To go from running 5 km every week to running a marathon is no easy feat. Strategies that work for short distances may leave you running on empty in a longer race, so how do you learn how to use your energy efficiently to last the full distance?
Dallis Sun is an engine systems supervisor who has been working with Ford for more than 15 years. He ran his first half marathon six years ago, but it was a rocky start. “My first race was a disaster, and I burned out halfway,” he says. But that didn’t deter him from trying again. He realized that his training as an engineer for Ford’s line of EcoBoost engines and his knowledge of vehicle design could help him to become a better runner and marathon finisher. “In my job, I am constantly problem solving and I immediately wanted to try again.” Dallis has now completed six half marathons, here’s what he did to get better results:
1. Know the terrain
Before the run, make sure you get the lay of the land. “During my first race, I was surprised to find that the second half of the course included a lot of steep hills,” says Dallis. A lack of preparation meant that he didn’t have enough energy left to push through.
“Think about when you’re driving on long road trips: It’s crucial to map your route and be aware of the environment you will pass through – even the most efficient engines will use more fuel when climbing.” To prevent any last-minute surprises on your run, research or speak to someone who has been through it before. “Every bit of information you get will help you plan ahead.”

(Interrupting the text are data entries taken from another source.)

//! ### scan and mount subcommands
//!
//! `scan` identifies the partition scheme and lists every partition, with a
//! JSON mode for machine consumption.  `mount` prints the loopback mount plan
//! for each mountable partition; actually invoking the host mounter is left
//! to the caller.

use log::info;
use serde_json::json;
use crate::part::{self,Scheme};
use crate::STDRESULT;

fn type_string(part: &part::PartitionRef) -> String {
    match (part.type_code,&part.type_guid) {
        (Some(code),_) => format!("0x{:02X}",code),
        (None,Some(guid)) => guid.to_string(),
        _ => "unknown".to_string()
    }
}

pub fn scan(cmd: &clap::ArgMatches) -> STDRESULT {
    let (_path,mut img) = super::get_image(cmd)?;
    let (scheme,parts) = part::scan_partitions(img.as_mut())?;
    if cmd.get_flag("json") {
        let mut list: Vec<serde_json::Value> = Vec::new();
        for p in &parts {
            list.push(json!({
                "index": p.index,
                "type": type_string(p),
                "first_lba": p.first_lba,
                "sector_count": p.sector_count,
                "label": p.label,
                "mountable": p.is_mountable()
            }));
        }
        let ans = json!({
            "scheme": scheme.to_string(),
            "partitions": list
        });
        println!("{}",serde_json::to_string_pretty(&ans)?);
        return Ok(());
    }
    println!("{} partition table",scheme);
    if scheme==Scheme::Gpt {
        let header = part::gpt::read_header(img.as_mut())?;
        println!("disk GUID {}",header.disk_guid());
        println!("usable LBA range {}..{}",header.first_usable(),header.last_usable());
    }
    for p in &parts {
        let kind = match p.is_extended_container() {
            true => " (extended container)",
            false => match p.is_swap() {
                true => " (swap)",
                false => ""
            }
        };
        let label = match &p.label {
            Some(l) if l.len() > 0 => format!(" `{}`",l),
            _ => "".to_string()
        };
        println!("partition {}: type {}{} first LBA {} sectors {}{}",
            p.index,type_string(p),kind,p.first_lba,p.sector_count,label);
    }
    if parts.len()==0 {
        println!("no partitions found");
    }
    Ok(())
}

pub fn mount(cmd: &clap::ArgMatches) -> STDRESULT {
    let (path,mut img) = super::get_image(cmd)?;
    let (_scheme,parts) = part::scan_partitions(img.as_mut())?;
    let mut count = 0;
    for p in &parts {
        if p.is_swap() {
            info!("skipping swap partition");
            continue;
        }
        if p.is_extended_container() {
            info!("skipping extended container");
            continue;
        }
        match p.mount_plan(&path) {
            Some(plan) => {
                println!("{}",plan);
                count += 1;
            },
            None => info!("partition {} is not mountable",p.index)
        }
    }
    if count==0 {
        println!("nothing to mount");
    }
    Ok(())
}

2. Start slowly and smoothly
When you’re waiting at the starting line it’s incredibly tempting to take off quickly. The pent-up energy of the crowd combined with pre-match jitters sends your adrenaline into overdrive. “If you rush your departure, you can waste precious glycogen stores that you need later in the race.” Dallis points out that this is no different from waiting at traffic lights.
“When you take off quickly you’ll burn way more fuel than if you ease on the accelerator.” Smooth and steady starts will keep your tank fuller for longer. If you need some help at the start of your marathon, Dallis suggests trying some basic deep breathing exercises. This can help calm your nerves and ensure a smooth start.
3. Run light
At Dallis’ first race, he was a packhorse. “I brought my phone, an MP3 player,vheadphones, my fitness tracker, a small snack and a windbreaker – to say it was overkill was an understatement.” Luckily the art of downsizing comes naturally to an EcoBoost engineer. EcoBoost engines have won dozens of awards for their ability to deliver high everyday fuel economy in a compact package, while still giving drivers the power they want.
“To improve fuel economy, we are always looking for ways to make vehicles lighter, and the EcoBoost engine is a great example.” A smaller engine means that drivers don’t waste fuel carrying around extra weight. “I applied this same thinking to my running. Now I only run with my fitness tracker and I’ve also invested in a pair of high quality, lightweight running shoes.” The less you run with, the more energy you’ll have to finish the race.
4. Switch on your inner cruise control
When the pace feels too easy, it’s common to get restless in the early miles. “Stick to your original plan and don’t get carried away by speeding up.” Dallis cautions that the slightest increase in speed will take up more of your energy stores, which can be extremely detrimental to your performance toward the end of the race.
“Think of it like switching on your inner cruise control.” When driving, this in-car tech feature is a great ally in saving fuel over long distances. It helps you maintain a constant speed, which means you don’t waste fuel by unnecessarily braking and accelerating. “If you need some pacing help in the marathon, try running with a group who are at the same skill level.” On the day, this will help maintain a steady pace that you can stick with.
5. Aerodynamics matter
“When I first started running, I ran with an exaggerated arm swing.” According to Dallis, this wasted a lot of energy and also caused unnecessary wind drag. “When cars are designed at Ford, we place great emphasis on the aerodynamics to help them slip smoothly through the air and the human body is no different.” Through the help of a running coach, Dallis later learned to correct his arm swing by running with his arms closer to his body. “It wasn’t easy to change at first, but once I did I noticed an improvement.”
6. Save your power for when you need it
When you commit to running long distances you need to be smart about managing your energy levels. If you pace yourself enough at the beginning of the race, you should have enough left to go harder at the end. During your marathon run, Dallis suggests saving that “oomph” for the last kilometer. “In some events, I’ve even sprinted the last hundred meters to set a personal best.”
By implementing these six practices into your run, Dallis believes that you’ll have the foundation to finish on the day. “The more you run, train and race – the better you’ll become at managing your energy levels,” says Dallis. As with anything he reminds us that efficiency is key. “When it comes to running a marathon, just remember that smooth and steady always wins the race.”